Unfortunately, the older parents have not planned well financially to creatively take care of gifts to the non-farm heirs. They neglected many warnings from lenders and financial planners to build up what tax and estate specialist Merle Good calls “a personal wealth bubble.”
The farming child wants to keep the farmland intact and needs a decent base for a critical mass to create revenue. He or she may want to own all of the land ideally, yet in reality, ownership may have to be shared with siblings. Do you, as the farmer, want to do farm business with your siblings? If the answer is no, then there are some courageous conversations needed immediately.
The parents are well into their 80s and scared a family fight is brewing. They have avoided conflict at all costs when they should be embracing a solution for conflict resolution.

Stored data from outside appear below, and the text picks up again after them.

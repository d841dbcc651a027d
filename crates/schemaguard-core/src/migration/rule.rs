//! Declarative validation rules.

use serde::{Deserialize, Serialize};

/// A check against existing data or structure.
#[derive(Debug, Clone, PartialEq, Eq, Serialize, Deserialize)]
#[serde(tag = "rule", rename_all = "snake_case")]
pub enum ValidationRule {
    /// No existing value of `column` is longer than `limit` characters.
    MaxLength {
        /// Table to scan.
        table: String,
        /// Column to measure.
        column: String,
        /// Maximum allowed textual length.
        limit: u32,
    },
    /// Every non-null child value has a matching parent row.
    NoOrphans {
        /// Referencing table.
        child_table: String,
        /// Referencing column.
        child_column: String,
        /// Referenced table.
        parent_table: String,
        /// Referenced column.
        parent_column: String,
    },
    /// The table exists.
    TableExists {
        /// Table name.
        table: String,
    },
    /// The column exists on the table.
    ColumnExists {
        /// Table name.
        table: String,
        /// Column name.
        column: String,
    },
}

impl ValidationRule {
    /// Create a max length rule.
    pub fn max_length(table: impl Into<String>, column: impl Into<String>, limit: u32) -> Self {
        ValidationRule::MaxLength {
            table: table.into(),
            column: column.into(),
            limit,
        }
    }

    /// Create a no orphans rule.
    pub fn no_orphans(
        child_table: impl Into<String>,
        child_column: impl Into<String>,
        parent_table: impl Into<String>,
        parent_column: impl Into<String>,
    ) -> Self {
        ValidationRule::NoOrphans {
            child_table: child_table.into(),
            child_column: child_column.into(),
            parent_table: parent_table.into(),
            parent_column: parent_column.into(),
        }
    }

    /// Create a table exists rule.
    pub fn table_exists(table: impl Into<String>) -> Self {
        ValidationRule::TableExists {
            table: table.into(),
        }
    }

    /// Create a column exists rule.
    pub fn column_exists(table: impl Into<String>, column: impl Into<String>) -> Self {
        ValidationRule::ColumnExists {
            table: table.into(),
            column: column.into(),
        }
    }

    /// Kind of this rule.
    pub fn kind(&self) -> RuleKind {
        match self {
            ValidationRule::MaxLength { .. } => RuleKind::MaxLength,
            ValidationRule::NoOrphans { .. } => RuleKind::NoOrphans,
            ValidationRule::TableExists { .. } => RuleKind::TableExists,
            ValidationRule::ColumnExists { .. } => RuleKind::ColumnExists,
        }
    }

    /// Table the rule inspects (the child table for orphan checks).
    pub fn table(&self) -> &str {
        match self {
            ValidationRule::MaxLength { table, .. }
            | ValidationRule::TableExists { table }
            | ValidationRule::ColumnExists { table, .. } => table,
            ValidationRule::NoOrphans { child_table, .. } => child_table,
        }
    }

    /// Column the rule inspects, if any.
    pub fn column(&self) -> Option<&str> {
        match self {
            ValidationRule::MaxLength { column, .. }
            | ValidationRule::ColumnExists { column, .. } => Some(column),
            ValidationRule::NoOrphans { child_column, .. } => Some(child_column),
            ValidationRule::TableExists { .. } => None,
        }
    }
}

impl std::fmt::Display for ValidationRule {
    fn fmt(&self, f: &mut std::fmt::Formatter<'_>) -> std::fmt::Result {
        match self {
            ValidationRule::MaxLength {
                table,
                column,
                limit,
            } => write!(f, "max_length({}.{} <= {})", table, column, limit),
            ValidationRule::NoOrphans {
                child_table,
                child_column,
                parent_table,
                parent_column,
            } => write!(
                f,
                "no_orphans({}.{} -> {}.{})",
                child_table, child_column, parent_table, parent_column
            ),
            ValidationRule::TableExists { table } => write!(f, "table_exists({})", table),
            ValidationRule::ColumnExists { table, column } => {
                write!(f, "column_exists({}.{})", table, column)
            }
        }
    }
}

/// Kind of a validation rule, without its arguments.
#[derive(Debug, Clone, Copy, PartialEq, Eq, Hash, Serialize, Deserialize)]
#[serde(rename_all = "snake_case")]
pub enum RuleKind {
    /// [`ValidationRule::MaxLength`].
    MaxLength,
    /// [`ValidationRule::NoOrphans`].
    NoOrphans,
    /// [`ValidationRule::TableExists`].
    TableExists,
    /// [`ValidationRule::ColumnExists`].
    ColumnExists,
}

impl std::fmt::Display for RuleKind {
    fn fmt(&self, f: &mut std::fmt::Formatter<'_>) -> std::fmt::Result {
        match self {
            RuleKind::MaxLength => write!(f, "max_length"),
            RuleKind::NoOrphans => write!(f, "no_orphans"),
            RuleKind::TableExists => write!(f, "table_exists"),
            RuleKind::ColumnExists => write!(f, "column_exists"),
        }
    }
}

/// Why a rule failed.
#[derive(Debug, Clone, PartialEq, Eq, Serialize, Deserialize)]
pub struct Violation {
    /// Which rule failed.
    pub rule_kind: RuleKind,
    /// Table the rule inspected.
    pub table: String,
    /// Column the rule inspected, if any.
    pub column: Option<String>,
    /// Human-readable reason.
    pub reason: String,
    /// Number of offending rows (0 for structural rules).
    pub offending_count: u64,
    /// One bounded sample: the longest length or one orphaned value.
    pub sample: Option<String>,
}

/// Result of evaluating a rule.
#[derive(Debug, Clone, PartialEq, Eq, Serialize, Deserialize)]
#[serde(tag = "outcome", rename_all = "snake_case")]
pub enum ValidationOutcome {
    /// The rule holds.
    Pass,
    /// The rule does not hold.
    Fail(Violation),
}

impl ValidationOutcome {
    /// Check if the rule passed.
    pub fn is_pass(&self) -> bool {
        matches!(self, ValidationOutcome::Pass)
    }

    /// The violation, if the rule failed.
    pub fn violation(&self) -> Option<&Violation> {
        match self {
            ValidationOutcome::Pass => None,
            ValidationOutcome::Fail(violation) => Some(violation),
        }
    }
}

Pouring money into stocks, other real estate and mutual funds did not appeal to them when they were more worried about how to meet the operating line payments and the mortgage payments during the tough years of the ’80s and ’90s.
Now they are trying to piece together an estate plan with accountants who want them to be tax-efficient and use up their capital gains exemptions, and with lawyers who are good at writing agreements. The player missing on this estate planning team is the referee.

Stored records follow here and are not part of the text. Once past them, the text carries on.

//! Command-line arguments and resolved configuration.

use std::path::PathBuf;

use clap::{Parser, Subcommand};
use schemaguard_core::RunnerConfig;

use crate::error::Error;
use crate::formatter::OutputFormat;

/// Command-line arguments.
#[derive(Parser, Debug)]
#[command(name = "schemaguard")]
#[command(version, about = "Validated, transactional schema migrations")]
pub struct Args {
    /// Database URL (postgresql://... or a SQLite path).
    #[arg(long, env = "DATABASE_URL", global = true, hide_env_values = true)]
    pub database_url: Option<String>,

    /// Output format.
    #[arg(short, long, value_enum, default_value = "table", global = true)]
    pub format: OutputFormat,

    /// Log at debug level unless RUST_LOG says otherwise.
    #[arg(short, long, global = true)]
    pub verbose: bool,

    #[command(subcommand)]
    pub command: Command,
}

/// Subcommands.
#[derive(Subcommand, Debug, Clone, PartialEq, Eq)]
pub enum Command {
    /// Validate, apply and verify a migration plan.
    Apply {
        /// Plan file (JSON).
        plan: PathBuf,

        /// Skip post-commit verification.
        #[arg(long)]
        no_verify: bool,

        /// Run risky steps that carry no precondition.
        #[arg(long)]
        allow_unvalidated: bool,
    },

    /// Dry run: validate and rehearse a plan, then roll back.
    Check {
        /// Plan file (JSON).
        plan: PathBuf,

        /// Run risky steps that carry no precondition.
        #[arg(long)]
        allow_unvalidated: bool,
    },

    /// Show columns, indexes and constraints of tables.
    Inspect {
        /// Tables to inspect.
        #[arg(required = true)]
        tables: Vec<String>,
    },
}

/// What to do once configured.
#[derive(Debug, Clone, PartialEq, Eq)]
pub enum Action {
    /// Run a plan file.
    Apply(PathBuf),
    /// Inspect tables.
    Inspect(Vec<String>),
}

/// Resolved configuration.
#[derive(Debug, Clone)]
pub struct Config {
    /// Normalized database URL.
    pub database_url: String,
    /// Output format.
    pub format: OutputFormat,
    /// Runner settings.
    pub runner: RunnerConfig,
    /// Requested action.
    pub action: Action,
}

impl Args {
    /// Resolve into a configuration.
    pub fn into_config(self) -> Result<Config, Error> {
        let database_url = self
            .database_url
            .as_deref()
            .map(normalize_url)
            .filter(|url| !url.is_empty())
            .ok_or(Error::MissingDatabaseUrl)?;

        let (runner, action) = match self.command {
            Command::Apply {
                plan,
                no_verify,
                allow_unvalidated,
            } => {
                let mut runner = RunnerConfig::new().with_require_preconditions(!allow_unvalidated);
                if no_verify {
                    runner = runner.without_verification();
                }
                (runner, Action::Apply(plan))
            }
            Command::Check {
                plan,
                allow_unvalidated,
            } => (
                RunnerConfig::new()
                    .with_require_preconditions(!allow_unvalidated)
                    .with_dry_run(true),
                Action::Apply(plan),
            ),
            Command::Inspect { tables } => (RunnerConfig::new(), Action::Inspect(tables)),
        };

        Ok(Config {
            database_url,
            format: self.format,
            runner,
            action,
        })
    }

    /// Default log filter for this invocation.
    pub fn log_filter(&self) -> &'static str {
        if self.verbose {
            "schemaguard_cli=debug,schemaguard_core=debug"
        } else {
            "schemaguard_cli=info,schemaguard_core=info"
        }
    }
}

/// Clean up a URL pasted from a `.env` file.
///
/// Strips whitespace and surrounding quotes, and drops the
/// `channel_binding` query parameter hosted PostgreSQL providers add, which
/// the driver does not understand. Other parameters are kept in order.
pub fn normalize_url(raw: &str) -> String {
    let url = raw
        .trim()
        .trim_matches(|c| c == '\'' || c == '"')
        .trim();

    let Some((base, query)) = url.split_once('?') else {
        return url.to_string();
    };

    let params: Vec<&str> = query
        .split('&')
        .filter(|param| !param.is_empty())
        .filter(|param| param.split('=').next() != Some("channel_binding"))
        .collect();

    if params.is_empty() {
        base.to_string()
    } else {
        format!("{}?{}", base, params.join("&"))
    }
}

#[cfg(test)]
mod tests {
    use super::*;

    fn parse(args: &[&str]) -> Args {
        Args::try_parse_from(std::iter::once("schemaguard").chain(args.iter().copied())).unwrap()
    }

    #[test]
    fn test_apply_config() {
        let config = parse(&["--database-url", "app.db", "apply", "plan.json"])
            .into_config()
            .unwrap();
        assert_eq!(config.database_url, "app.db");
        assert_eq!(config.format, OutputFormat::Table);
        assert_eq!(config.action, Action::Apply(PathBuf::from("plan.json")));
        assert!(config.runner.require_preconditions);
        assert!(config.runner.verify);
        assert!(!config.runner.dry_run);
    }

    #[test]
    fn test_apply_flags() {
        let config = parse(&[
            "apply",
            "plan.json",
            "--no-verify",
            "--allow-unvalidated",
            "--database-url",
            "app.db",
            "--format",
            "json",
        ])
        .into_config()
        .unwrap();
        assert_eq!(config.format, OutputFormat::Json);
        assert!(!config.runner.require_preconditions);
        assert!(!config.runner.verify);
    }

    #[test]
    fn test_check_is_dry_run() {
        let config = parse(&["--database-url", "app.db", "check", "plan.json"])
            .into_config()
            .unwrap();
        assert!(config.runner.dry_run);
        assert_eq!(config.action, Action::Apply(PathBuf::from("plan.json")));
    }

    #[test]
    fn test_inspect_requires_tables() {
        assert!(Args::try_parse_from(["schemaguard", "inspect"]).is_err());

        let config = parse(&["--database-url", "app.db", "inspect", "users_sync", "resumes"])
            .into_config()
            .unwrap();
        assert_eq!(
            config.action,
            Action::Inspect(vec!["users_sync".into(), "resumes".into()])
        );
    }

    #[test]
    fn test_missing_url() {
        let mut args = parse(&["apply", "plan.json"]);
        args.database_url = None;
        assert!(matches!(args.into_config(), Err(Error::MissingDatabaseUrl)));

        let mut args = parse(&["apply", "plan.json"]);
        args.database_url = Some("  ''  ".into());
        assert!(matches!(args.into_config(), Err(Error::MissingDatabaseUrl)));
    }

    #[test]
    fn test_normalize_url() {
        assert_eq!(normalize_url("  'app.db' "), "app.db");
        assert_eq!(
            normalize_url("\"postgresql://u:p@host/db\""),
            "postgresql://u:p@host/db"
        );
        assert_eq!(
            normalize_url("'postgresql://u:p@host/db?sslmode=require&channel_binding=require'"),
            "postgresql://u:p@host/db?sslmode=require"
        );
        assert_eq!(
            normalize_url("postgresql://u:p@host/db?sslmode=require"),
            "postgresql://u:p@host/db?sslmode=require"
        );
    }

    #[test]
    fn test_normalize_url_keeps_other_parameters() {
        assert_eq!(
            normalize_url(
                "postgresql://u:p@host/db?sslmode=require&channel_binding=require&sslrootcert=/etc/ca.pem&options=-csearch_path%3Dapp"
            ),
            "postgresql://u:p@host/db?sslmode=require&sslrootcert=/etc/ca.pem&options=-csearch_path%3Dapp"
        );
        assert_eq!(
            normalize_url("postgresql://u:p@host/db?channel_binding=require"),
            "postgresql://u:p@host/db"
        );
        assert_eq!(
            normalize_url("postgresql://u:p@host/db?options=-csearch_path%3Dapp"),
            "postgresql://u:p@host/db?options=-csearch_path%3Dapp"
        );
    }

    #[test]
    fn test_log_filter() {
        let mut args = parse(&["inspect", "t"]);
        assert_eq!(args.log_filter(), "schemaguard_cli=info,schemaguard_core=info");
        args.verbose = true;
        assert!(args.log_filter().contains("debug"));
    }
}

That would be the mediator or farm family coach willing to dive into the tough issues of asking each family member this key question: “What does fairness look like to you, considering one sibling needs access to all of the farmland to keep the farm legacy viable?”
Good would encourage long-term rental agreements for the farmer to access rented land from non-farm siblings who hold the title. The sibling may choose to never sell their gifted land to the farming sibling or may ask for the fair market value rather than fair family price.

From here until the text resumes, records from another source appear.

//! CLI error types.

use std::path::PathBuf;

use schemaguard_core::MigrationError;
use thiserror::Error;

/// Exit code for usage, configuration and plan-file errors.
pub const EXIT_USAGE: i32 = 2;

/// Exit code for failures talking to the database.
pub const EXIT_FAILURE: i32 = 1;

/// CLI errors.
#[derive(Debug, Error)]
pub enum Error {
    /// No database URL was given.
    #[error("DATABASE_URL is not set (pass --database-url or export DATABASE_URL='postgresql://...')")]
    MissingDatabaseUrl,

    /// The plan file could not be read.
    #[error("cannot read plan file {}: {source}", path.display())]
    PlanRead {
        /// Plan file path.
        path: PathBuf,
        /// Underlying I/O error.
        source: std::io::Error,
    },

    /// The plan file is not valid JSON for a plan.
    #[error("cannot parse plan file {}: {source}", path.display())]
    PlanParse {
        /// Plan file path.
        path: PathBuf,
        /// Underlying JSON error.
        source: serde_json::Error,
    },

    /// A step's statement file could not be read.
    #[error("cannot read statement file {} for step {step_id}: {source}", path.display())]
    StatementFile {
        /// Step referencing the file.
        step_id: String,
        /// Resolved statement file path.
        path: PathBuf,
        /// Underlying I/O error.
        source: std::io::Error,
    },

    /// A step gives neither or both of `statement` and `statement_file`.
    #[error("step {step_id}: {message}")]
    StepDefinition {
        /// Offending step.
        step_id: String,
        /// What is wrong.
        message: String,
    },

    /// The plan failed validation.
    #[error(transparent)]
    Plan(#[from] MigrationError),

    /// The database could not be opened or queried.
    #[error(transparent)]
    Database(#[from] schemaguard_core::Error),
}

impl Error {
    /// Process exit code for this error.
    pub fn exit_code(&self) -> i32 {
        match self {
            Error::Database(_) => EXIT_FAILURE,
            _ => EXIT_USAGE,
        }
    }
}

Fair family price is a land sale the farm could realistically cash flow. If quarter-sections are selling for more than $400,000 per quarter, it may never pencil out for the next generation who has a passion to farm. In 2009, we chose to gift a $100,000 quarter to our son so he could leverage that equity to buy another quarter.
We had planned to gift it to him in the future, but his need for equity trumped our estate plan, and it has all worked out well. Six years later, our son’s second quarter had doubled in value, which is why there are fights over land.
How can you solve this expensive farmland dilemma?
1. Recognize a transparent conversation with all of your heirs is long overdue. Consider asking adult children what they expect from your estate, and what fairness looks like to them.
You might be shocked at the answers. I have heard from emotionally intelligent adults who simply say, “Mom and Dad deserve to live well now and enjoy the fruit of their labor. I am economically secure; the land needs to stay with the farming partners. Any gift I receive will be a bonus. I am not expecting to inherit land.” (Yes, I can hear you silently saying, “I wish that kid was mine.”)
2. Or the non-farm heir may expect to have their name on title of land but is very prepared to have a fair family price land rental agreement for 15 years or more with the farming sibling.
This person puts a high value of the legacy of lasting respectful family relationships and expects to be welcomed back to the farm for gatherings with no tension over the farm’s land deals. Options may be given for future purchase of that land by the farmer – but not necessarily expected.
3. Call a facilitated family meeting with your trusted advisers as the leaders of the meeting. Farm family coaches may team with the lawyer and accountant so everyone hears the implications of each scenario presented at the meeting.
Professional advisers have seen creative solutions and know what a good fit looks like for your farm family. Use this meeting as a discovery process, and don’t get locked into one way of creating solutions. Be sure spouses and “almost married” partners are at the meeting so nothing gets lost in translation.
Everyone will understand your intent, your fears and your vision for legacy for the family and the farm. Accept the fact feelings will create tears, so have a tissue box ready and be willing to sit through deep emotions.
4. Don’t sell yourself short. Be clear with the aid of your financial planner that your income stream is secure until you are 102. Most farming successors will ensure the parents are financially taken care of, regardless of how tight the margins on the farm may be.
Non-farm heirs can also contribute to caring for parents and giving gifts of time or resources. If the family can freely talk about what each family unit needs for family living and debt servicing, you might be surprised at how well siblings are actually doing.
I am saddened by a grumpy father-in-law who assumes his daughter-in-law is not pulling her weight with income generation, yet she is the real support for the family’s living needs with a six-figure income.
5. It is not the responsibility of parents to make sure all of their children are economically equal. I know young entrepreneurs who are fiercely driven to make financial gains on their own without heaps of financial gifts from their parents.
There is some self-respect for those who choose to make their own way and not rely on parental financial assistance. It is almost 2018, and some adult children are already wealthier than their parents, according to their net worth statements. Money does not equal love. Perhaps the best gift you can give your adult children and grandchildren is more access to you and your time.